Transversal inducing differentiation of human amniotic epithelial cells into hepatocyte-like cells / 中南大学学报(医学版)

Objective To evaluate the in vitro differentiation of human amniotic epithelial cells (hAECs ) into hepatocyte-like cells. Methods Combined approach of dexamethasone, HGF, IGF and other cytokines were used to induce the differentiation of hAECs into hepatocyte-like cells. The induction lasted 2 weeks. During the induction, the expression of albumin ALB, CYP1A1, CYP1A2, IGFR, c-met and key functional genes related to liver cells as well as transcription factors HNF3, HNF4 and C/EBPa were monitored by RT-PCR. Time dependent changes of the surface marker colony ALB, AFP and CK18 were analyzed by cell flow cytometry.
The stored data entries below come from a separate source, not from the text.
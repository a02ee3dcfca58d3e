//! # Domain Types
//!
//! Core domain types for the cinema scheduling system.
//!
//! ## Type Hierarchy
//! ```text
//! ┌─────────────────────────────────────────────────────────────────────────┐
//! │                         Domain Types                                    │
//! │                                                                         │
//! │  ┌─────────────────┐   ┌─────────────────┐   ┌─────────────────┐       │
//! │  │     Venue       │   │    Showtime     │   │     Ticket      │       │
//! │  │  ─────────────  │   │  ─────────────  │   │  ─────────────  │       │
//! │  │  id (UUID)      │   │  id (UUID)      │   │  id (UUID)      │       │
//! │  │  name           │   │  movie_title    │   │  showtime_id    │       │
//! │  │  total_screens  │   │  screen_number  │   │  seat_id        │       │
//! │  │  address fields │   │  [start, end)   │   │  price_cents    │       │
//! │  └─────────────────┘   └─────────────────┘   └─────────────────┘       │
//! │                                                                         │
//! │  ┌─────────────────┐   ┌─────────────────┐                             │
//! │  │      Seat       │   │   SeatStatus    │                             │
//! │  │  ─────────────  │   │  ─────────────  │                             │
//! │  │  venue+screen   │   │  Free           │                             │
//! │  │  row_label      │   │  Booked         │                             │
//! │  │  seat_number    │   └─────────────────┘                             │
//! │  └─────────────────┘                                                    │
//! └─────────────────────────────────────────────────────────────────────────┘
//! ```
//!
//! ## Identity
//! Every entity uses a UUID v4 `id` generated at creation time; business
//! uniqueness lives in dedicated constraints (seat position per screen,
//! one ticket per seat per showtime).

use chrono::{DateTime, Utc};
use serde::{Deserialize, Serialize};

// =============================================================================
// Venue
// =============================================================================

/// A venue containing one or more screens.
///
/// The scheduling core only reads venue existence and screen count; the
/// record itself is managed by the venue CRUD collaborator.
#[derive(Debug, Clone, Serialize, Deserialize)]
#[cfg_attr(feature = "sqlx", derive(sqlx::FromRow))]
pub struct Venue {
    /// Unique identifier (UUID v4).
    pub id: String,

    /// Display name shown to customers.
    pub name: String,

    /// Street address.
    pub address_line: String,

    /// City the venue is located in.
    pub city: String,

    pub state_or_province: Option<String>,
    pub postcode: Option<String>,
    pub country: Option<String>,

    /// Number of screens (auditoriums) in this venue, 1..=50.
    pub total_screens: i64,

    pub phone: Option<String>,
    pub email: Option<String>,

    pub created_at: DateTime<Utc>,
    pub updated_at: DateTime<Utc>,
}

/// Input for creating a venue. Identity and timestamps are assigned by
/// the repository at insert time.
#[derive(Debug, Clone, Serialize, Deserialize)]
pub struct NewVenue {
    pub name: String,
    pub address_line: String,
    pub city: String,
    pub state_or_province: Option<String>,
    pub postcode: Option<String>,
    pub country: Option<String>,
    pub total_screens: i64,
    pub phone: Option<String>,
    pub email: Option<String>,
}

// =============================================================================
// Showtime
// =============================================================================

/// A scheduled screening: movie, screen, time interval, price, format.
///
/// Invariant: for any two showtimes sharing `venue_id` and
/// `screen_number`, the half-open `[start_time, end_time)` intervals do
/// not intersect.
#[derive(Debug, Clone, Serialize, Deserialize)]
#[cfg_attr(feature = "sqlx", derive(sqlx::FromRow))]
pub struct Showtime {
    pub id: String,
    pub movie_title: String,
    /// Screen (auditorium) number within the venue, positive.
    pub screen_number: i64,
    pub start_time: DateTime<Utc>,
    pub end_time: DateTime<Utc>,
    /// Ticket price in cents (smallest currency unit).
    pub ticket_price_cents: i64,
    pub language: Option<String>,
    /// Presentation format, e.g. "2D", "3D", "IMAX".
    pub format: Option<String>,
    pub venue_id: String,
    pub created_at: DateTime<Utc>,
    pub updated_at: DateTime<Utc>,
}

/// Input for creating a showtime.
#[derive(Debug, Clone, Serialize, Deserialize)]
pub struct NewShowtime {
    pub movie_title: String,
    pub screen_number: i64,
    pub start_time: DateTime<Utc>,
    pub end_time: DateTime<Utc>,
    pub ticket_price_cents: i64,
    pub language: Option<String>,
    pub format: Option<String>,
    pub venue_id: String,
}

/// Partial update for a showtime.
///
/// `None` means "leave the existing value alone". Explicit presence
/// markers make a supplied zero distinguishable from an absent field,
/// so a price of 0 cents can still be set via partial update.
#[derive(Debug, Clone, Default, Serialize, Deserialize)]
pub struct ShowtimeUpdate {
    pub movie_title: Option<String>,
    pub screen_number: Option<i64>,
    pub start_time: Option<DateTime<Utc>>,
    pub end_time: Option<DateTime<Utc>>,
    pub ticket_price_cents: Option<i64>,
    pub language: Option<String>,
    pub format: Option<String>,
    pub venue_id: Option<String>,
}

/// Filter for the combined showtime query. Every supplied predicate is
/// applied conjunctively; an absent predicate imposes no restriction.
#[derive(Debug, Clone, Default, Serialize, Deserialize)]
pub struct ShowtimeFilter {
    /// Case-insensitive substring match on the movie title.
    pub title: Option<String>,
    pub venue_id: Option<String>,
    /// Window start; a showtime qualifies if it ends after this.
    pub from: Option<DateTime<Utc>>,
    /// Window end; a showtime qualifies if it starts before this.
    pub to: Option<DateTime<Utc>>,
}

// =============================================================================
// Seat
// =============================================================================

/// One bookable seat position inside a screen.
///
/// The tuple (venue_id, screen_number, row_label, seat_number) is unique.
/// Seats are created lazily by the seat inventory and never mutated.
#[derive(Debug, Clone, Serialize, Deserialize)]
#[cfg_attr(feature = "sqlx", derive(sqlx::FromRow))]
pub struct Seat {
    pub id: String,
    pub venue_id: String,
    pub screen_number: i64,
    /// Row letter, e.g. "A".
    pub row_label: String,
    /// Seat position within the row, positive.
    pub seat_number: i64,
    pub created_at: DateTime<Utc>,
}

// =============================================================================
// Seat Status
// =============================================================================

/// Booking state of one seat for one showtime.
#[derive(Debug, Clone, Copy, PartialEq, Eq, Serialize, Deserialize)]
#[serde(rename_all = "SCREAMING_SNAKE_CASE")]
pub enum SeatStatus {
    /// No ticket exists for this seat and showtime.
    Free,
    /// A ticket already references this seat for the showtime.
    Booked,
}

/// One entry of a seat map projection for a showtime.
#[derive(Debug, Clone, Serialize, Deserialize)]
pub struct SeatStatusEntry {
    pub seat_id: String,
    pub row_label: String,
    pub seat_number: i64,
    pub status: SeatStatus,
}

// =============================================================================
// Ticket
// =============================================================================

/// A booking record binding one seat to one showtime.
///
/// `price_cents` is copied from the showtime's ticket price at booking
/// time and never re-derived. The tuple (showtime_id, seat_id) is unique.
#[derive(Debug, Clone, Serialize, Deserialize)]
#[cfg_attr(feature = "sqlx", derive(sqlx::FromRow))]
pub struct Ticket {
    pub id: String,
    pub showtime_id: String,
    pub seat_id: String,
    pub price_cents: i64,
    pub booked_at: DateTime<Utc>,
}

// =============================================================================
// Unit Tests
// =============================================================================
//! # cinema-db: Storage and Services for the Cinema Scheduling Core
//!
//! This crate provides database access and the transactional services
//! built on top of it. It uses SQLite for local storage with sqlx for
//! async operations.
//!
//! ## Architecture Position
//! ```text
//! ┌─────────────────────────────────────────────────────────────────────────┐
//! │                     Cinema Scheduling Data Flow                         │
//! │                                                                         │
//! │  Caller (create_showtime / book_seats / seat_map)                      │
//! │       │                                                                 │
//! │       ▼                                                                 │
//! │  ┌─────────────────────────────────────────────────────────────────┐   │
//! │  │                     cinema-db (THIS CRATE)                      │   │
//! │  │                                                                 │   │
//! │  │   ┌───────────────────┐        ┌──────────────────────────┐    │   │
//! │  │   │     Services      │        │      Repositories        │    │   │
//! │  │   │                   │        │                          │    │   │
//! │  │   │ ShowtimeScheduler │───────►│ VenueRepository          │    │   │
//! │  │   │ SeatInventory     │        │ ShowtimeRepository       │    │   │
//! │  │   │ BookingLedger     │        │ SeatRepository           │    │   │
//! │  │   └───────────────────┘        │ TicketRepository         │    │   │
//! │  │            │                   └──────────────────────────┘    │   │
//! │  │            │                              │                    │   │
//! │  │            ▼                              ▼                    │   │
//! │  │   ┌───────────────┐              ┌──────────────┐             │   │
//! │  │   │   Database    │              │  Migrations  │             │   │
//! │  │   │   (pool.rs)   │              │  (embedded)  │             │   │
//! │  │   └───────────────┘              └──────────────┘             │   │
//! │  └─────────────────────────────────────────────────────────────────┘   │
//! │       │                                                                 │
//! │       ▼                                                                 │
//! │  ┌─────────────────────────────────────────────────────────────────┐   │
//! │  │                     SQLite Database (WAL)                       │   │
//! │  │      venues │ showtimes │ seats │ tickets                      │   │
//! │  └─────────────────────────────────────────────────────────────────┘   │
//! └─────────────────────────────────────────────────────────────────────────┘
//! ```
//!
//! ## Module Organization
//!
//! - [`pool`] - Connection pool creation and configuration
//! - [`migrations`] - Embedded database migrations
//! - [`error`] - Database, conflict, and service error types
//! - [`repository`] - Row-level database operations (venue, showtime, seat, ticket)
//! - [`scheduler`] - Showtime lifecycle with overlap enforcement
//! - [`inventory`] - Lazy seat grid materialization
//! - [`booking`] - Atomic seat booking and seat maps
//!
//! ## Usage
//!
//! ```rust,ignore
//! use cinema_db::{Database, DbConfig};
//!
//! // Create database with default config (runs migrations)
//! let db = Database::new(DbConfig::new("path/to/cinema.db")).await?;
//!
//! // Schedule a showtime, then book two seats for it
//! let showtime = db.scheduler().create(new_showtime).await?;
//! let seats = db.inventory().resolve_seat_grid(&showtime.venue_id, 1).await?;
//! let tickets = db
//!     .bookings()
//!     .book_seats(&showtime.id, &[seats[0].id.clone(), seats[1].id.clone()])
//!     .await?;
//! ```

// =============================================================================
// Module Declarations
// =============================================================================

pub mod booking;
pub mod error;
pub mod inventory;
pub mod migrations;
pub mod pool;
pub mod repository;
pub mod scheduler;

// =============================================================================
// Re-exports
// =============================================================================

pub use error::{ConflictError, DbError, ServiceError, ServiceResult};
pub use pool::{Database, DbConfig};

// Service re-exports for convenience
pub use booking::BookingLedger;
pub use inventory::SeatInventory;
pub use scheduler::ShowtimeScheduler;

// Repository re-exports for convenience
pub use repository::seat::SeatRepository;
pub use repository::showtime::ShowtimeRepository;
pub use repository::ticket::TicketRepository;
pub use repository::venue::VenueRepository;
Results After the 2 week induction, the expressions of liver hepatocyte-like cell functional genes such as albumin, CYP1A1, CYP1A2, c-met, and transcription factors such as HNF3, HNF4, C/EBPa and HNF1 were observed. Six days after the induction, hAECs mainly were stained AFP+, and the positive rate was (15.1±2.1)%. While 10 days after the induction, part of the hAECs showed AFP+/ALB+ (6.5±1.4)%; and on 14th day, hAECs only showed ALB+, and the rate was (13.9±2.3)%. ALB+ cell increase indicated a gradual functional maturation from the hAECs to hepatocyte-like cells. Similaritly, the number of CK18+ cells in the whole population was also increased: On 10th day, the rate was (16.1±1.2)%; on 14th day, that was (21.3±4.6)%, which proved the above hypothesis of the trandifferentiation. By extending the induction time, the expression of functional genes increased gradually, and a maturing process of hAECs was detected by cell surface markers. Conclusion The differentiation of hAECs induced in vitro has the characteristics of hepatocyte-like cells.